Has anyone here used an exercise/physio ball with their dogs for strength-building for agility (or in general)?

It's something the training facility where I'm starting agility with Tara recommended for core strength in the pups. They require at least one introductory level class at their facility and they introduced the exercise ball in the one we took, "Basic Shaping". I've started using it with Tara at home a bit, but was wondering if anyone had any tips/pointers or comments on it. We've worked with just her front paws up on the ball and rocking it a bit to make her work to keep her balance and also lifting her whole body on the ball and either standing or in a down. I'll try to get some video this week and post it.


----------



## MaggieRoseLee (Aug 17, 2001)

My current agility instructor has become a believer in this, starting out the new puppies on them! You can see the exercise ball right behind these students, they just finished their initial introduction to the balls..


----------



## MaggieRoseLee (Aug 17, 2001)

I think one of the other reasons 'the Ball' is good is we can use it to strenghten and help our dogs with their balance inside the house if we just have a few minutes to work with them on a busy day.

Way too many agility dogs I see at trials only go to a weekly class, and trials, otherwise living in the house/yard the rest of the time. Not really ideal as far as a good fitness regime.
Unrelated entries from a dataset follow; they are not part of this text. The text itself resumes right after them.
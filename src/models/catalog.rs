// file: src/models/catalog.rs
// description: reference data listed on dashboards: departments, courses, rooms, slots, cohorts

use serde::{Deserialize, Serialize};

#[derive(Debug, Clone, PartialEq, Serialize, Deserialize)]
pub struct Department {
    pub department_id: String,
    pub name: String,
}

#[derive(Debug, Clone, PartialEq, Serialize, Deserialize)]
pub struct Course {
    #[serde(alias = "course_id")]
    pub id: String,
    pub code: String,
    pub name: String,
    #[serde(default)]
    pub department: Option<String>,
    #[serde(default)]
    pub department_id: Option<String>,
}

/// Partial update; absent fields are left as they are.
#[derive(Debug, Clone, Default, PartialEq, Serialize)]
pub struct CourseUpdate {
    #[serde(skip_serializing_if = "Option::is_none")]
    pub code: Option<String>,
    #[serde(skip_serializing_if = "Option::is_none")]
    pub name: Option<String>,
    #[serde(skip_serializing_if = "Option::is_none")]
    pub department: Option<String>,
}

impl CourseUpdate {
    pub fn is_empty(&self) -> bool {
        self.code.is_none() && self.name.is_none() && self.department.is_none()
    }

    pub fn apply(&self, course: &mut Course) {
        if let Some(code) = &self.code {
            course.code = code.clone();
        }
        if let Some(name) = &self.name {
            course.name = name.clone();
        }
        if let Some(department) = &self.department {
            course.department = Some(department.clone());
        }
    }
}

#[derive(Debug, Clone, PartialEq, Serialize, Deserialize)]
pub struct Room {
    pub room_id: String,
    #[serde(default)]
    pub name: String,
    #[serde(default)]
    pub building: Option<String>,
    #[serde(default)]
    pub capacity: Option<u32>,
    #[serde(default)]
    pub is_available: bool,
}

#[derive(Debug, Clone, PartialEq, Serialize, Deserialize)]
pub struct TimeSlot {
    pub slot_id: String,
    pub day_of_week: String,
    pub start_time: String,
    pub end_time: String,
}

#[derive(Debug, Clone, PartialEq, Serialize, Deserialize)]
pub struct Cohort {
    pub cohort_id: String,
    pub name: String,
    #[serde(default)]
    pub department_id: Option<String>,
}
#[derive(Subcommand)]
enum Commands {
    Login {
        email: String,

        #[arg(long, env = "UNIVAL_PASSWORD", hide_env_values = true)]
        password: String,
    },

    Logout,

    Whoami,

    Register {
        #[arg(long)]
        name: String,

        #[arg(long)]
        email: String,

        #[arg(long, env = "UNIVAL_PASSWORD", hide_env_values = true)]
        password: String,

        #[arg(long)]
        role: Role,

        #[arg(long)]
        department: String,

        /// Required for students
        #[arg(long)]
        year: Option<u8>,

        #[arg(long)]
        specialization: Option<String>,

        #[arg(long)]
        office_location: Option<String>,

        #[arg(long)]
        office_hours: Option<String>,

        #[arg(long)]
        qualification: Option<String>,

        #[arg(long)]
        experience_years: Option<u32>,

        #[arg(long)]
        research_interests: Option<String>,

        #[arg(long)]
        enrollment_number: Option<String>,

        #[arg(long)]
        major: Option<String>,

        #[arg(long)]
        minor: Option<String>,
    },

    Dashboard,

    Courses {
        #[arg(short, long)]
        department: Option<String>,
    },

    Rooms {
        /// Include rooms that are not available
        #[arg(long)]
        all: bool,
    },

    Slots {
        #[arg(short, long)]
        day: Option<String>,
    },

    Cohorts {
        #[arg(short, long)]
        department: Option<String>,
    },

    Schedules,

    Evaluations {
        #[command(subcommand)]
        command: EvaluationCommands,
    },

    Comments {
        #[command(subcommand)]
        command: CommentCommands,
    },

    React {
        evaluation: String,

        /// Emoji or name: done, worried, repeat, thumbs-up, thumbs-down, heart
        reaction: ReactionKind,

        #[arg(long)]
        comment: Option<String>,
    },

    Users {
        #[command(subcommand)]
        command: UserCommands,
    },

    Course {
        #[command(subcommand)]
        command: CourseCommands,
    },

    Report {
        /// user-activity, course-enrollment, evaluation-schedule or system-usage
        kind: ReportKind,

        #[arg(long)]
        from: Option<NaiveDate>,

        #[arg(long)]
        to: Option<NaiveDate>,
    },

    Faculty,

    ScheduleCreate {
        #[arg(long)]
        course: String,

        #[arg(long)]
        faculty: String,

        #[arg(long)]
        cohort: String,

        #[arg(long)]
        room: String,

        #[arg(long)]
        slot: String,

        #[arg(long)]
        semester: String,

        #[arg(long)]
        academic_year: String,

        #[arg(long)]
        inactive: bool,
    },
}

#[derive(Subcommand)]
enum EvaluationCommands {
    List {
        #[arg(long)]
        course: Option<String>,

        #[arg(long)]
        faculty: Option<String>,
    },

    Add {
        #[arg(long)]
        title: String,

        #[arg(long, default_value = "")]
        description: String,

        #[arg(long, default_value = "")]
        subject: String,

        #[arg(long, default_value = "quiz")]
        kind: String,

        #[arg(long)]
        date: NaiveDate,

        #[arg(long, value_parser = parse_time)]
        start: NaiveTime,

        #[arg(long, value_parser = parse_time)]
        end: NaiveTime,

        #[arg(long)]
        course: Option<String>,

        #[arg(long)]
        room: Option<String>,

        /// Calendar owner, defaults to the logged-in user
        #[arg(long)]
        faculty: Option<String>,
    },

    Calendar {
        #[arg(long)]
        faculty: Option<String>,
    },

    /// Selectable start and end times
    Times,
}

#[derive(Subcommand)]
enum CommentCommands {
    Show {
        evaluation: String,
    },

    Post {
        evaluation: String,

        text: String,

        #[arg(long)]
        reply_to: Option<String>,
    },
}

#[derive(Subcommand)]
enum UserCommands {
    List {
        #[arg(long)]
        role: Option<Role>,

        #[arg(short, long)]
        search: Option<String>,
    },

    SetRole {
        user_id: String,

        role: Role,
    },

    Delete {
        user_id: String,
    },
}

#[derive(Subcommand)]
enum CourseCommands {
    Update {
        course_id: String,

        #[arg(long)]
        code: Option<String>,

        #[arg(long)]
        name: Option<String>,

        #[arg(long)]
        department: Option<String>,
    },

    Delete {
        course_id: String,
    },
}

fn parse_time(value: &str) -> std::result::Result<NaiveTime, String> {
    NaiveTime::parse_from_str(value, "%H:%M")
        .or_else(|_| NaiveTime::parse_from_str(value, "%H:%M:%S"))
        .map_err(|e| format!("expected HH:MM, got {:?}: {}", value, e))
}

struct App {
    config: Config,
    store: Arc<dyn PortalStore>,
    sessions: SessionStore,
}

impl App {
    async fn session(&self) -> Result<Session> {
        self.sessions
            .require()
            .await
            .context("A logged-in session is required")
    }
}

#[tokio::main]
async fn main() {
    let cli = Cli::parse();

    unival::utils::logging::init_logger(cli.color, cli.verbose);
    if !cli.color {
        colored::control::set_override(false);
    }

    if let Err(e) = run(cli).await {
        eprintln!("{}", format_error(&format!("{:#}", e)));
        std::process::exit(1);
    }
}

async fn run(cli: Cli) -> Result<()> {
    info!("Loading configuration from: {}", cli.config.display());

    let config = if cli.config.exists() {
        Config::load(Some(cli.config.as_path())).context("Failed to load configuration")?
    } else {
        warn!(
            "Config file {} not found, using default configuration",
            cli.config.display()
        );
        Config::load(None).context("Failed to load configuration")?
    };

    let store = backend::open(&config, cli.offline).context("Failed to open the backend")?;
    let sessions = SessionStore::new(config.session.path.clone());
    let app = App {
        config,
        store,
        sessions,
    };

    match cli.command {
        Commands::Login { email, password } => cmd_login(&app, &email, &password).await?,
        Commands::Logout => cmd_logout(&app).await?,
        Commands::Whoami => cmd_whoami(&app).await?,
        Commands::Register {
            name,
            email,
            password,
            role,
            department,
            year,
            specialization,
            office_location,
            office_hours,
            qualification,
            experience_years,
            research_interests,
            enrollment_number,
            major,
            minor,
        } => {
            let faculty = FacultyProfile {
                specialization,
                office_location,
                office_hours,
                qualification,
                experience_years,
                research_interests,
                ..Default::default()
            };
            let student = StudentProfile {
                enrollment_number,
                major,
                minor,
                ..Default::default()
            };
            let registration = Registration {
                name,
                email,
                password,
                role: Some(role),
                department,
                year,
                faculty: (faculty != FacultyProfile::default()).then_some(faculty),
                student: (student != StudentProfile::default()).then_some(student),
            };
            cmd_register(&app, registration).await?
        }
        Commands::Dashboard => cmd_dashboard(&app).await?,
        Commands::Courses { department } => cmd_courses(&app, department.as_deref()).await?,
        Commands::Rooms { all } => cmd_rooms(&app, all).await?,
        Commands::Slots { day } => cmd_slots(&app, day.as_deref()).await?,
        Commands::Cohorts { department } => cmd_cohorts(&app, department.as_deref()).await?,
        Commands::Schedules => cmd_schedules(&app).await?,
        Commands::Evaluations { command } => cmd_evaluations(&app, command).await?,
        Commands::Comments { command } => cmd_comments(&app, command).await?,
        Commands::React {
            evaluation,
            reaction,
            comment,
        } => cmd_react(&app, &evaluation, reaction, comment.as_deref()).await?,
        Commands::Users { command } => cmd_users(&app, command).await?,
        Commands::Course { command } => cmd_course(&app, command).await?,
        Commands::Report { kind, from, to } => {
            cmd_report(&app, kind, ReportRange { from, to }).await?
        }
        Commands::Faculty => cmd_faculty(&app).await?,
        Commands::ScheduleCreate {
            course,
            faculty,
            cohort,
            room,
            slot,
            semester,
            academic_year,
            inactive,
        } => {
            let schedule = NewSchedule {
                course_id: course,
                faculty_id: faculty,
                cohort_id: cohort,
                room_id: room,
                slot_id: slot,
                semester,
                academic_year,
                is_active: !inactive,
            };
            cmd_schedule_create(&app, schedule).await?
        }
    }

    Ok(())
}
// file: src/auth/mod.rs
// description: password sealing, login, registration and session persistence

pub mod password;
pub mod service;
pub mod session;

pub use service::{AuthService, Registration, UNKNOWN_DEPARTMENT};
pub use session::{Session, SessionStore};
Clean Run: Get on the Ball Two DVD

That's a DVD so people can start training at home.


----------



## TaraM1285 (Sep 24, 2009)

That makes sense. I'm glad to know that your trainer also recommends using the ball. I think part of that DVD made it to youtube: 




Tara really likes the ball so I won't have any trouble working with her on it for a few minutes every day. Last night I couldn't get her OFF the ball. LOL. I think I'm going to look into getting one of the Egg-shaped or peanut balls, because I just have a regular sized one and she doesn't really fit very well standing/laying on it.


----------



## balakai (Feb 9, 2005)

I bought the DVD set and watched the first two discs while exercising on the elliptical. Then I started with Yoda. My problem is that I bought an inexpensive peanut ball and the shape isn't right (too much of a dip between the two halves) and my own round ball is a little too small.

IMO, the egg shaped balls are the best.

Yoda will do anything for food, so he got used to it really fast. The only problem is that I end up feeding him more than a meal's worth of kibble during a session!

I have to invest in a new ball but will probably have to wait until the beginning of June, so I think that I will go ahead and get one big enough for India too.

~Kristin


----------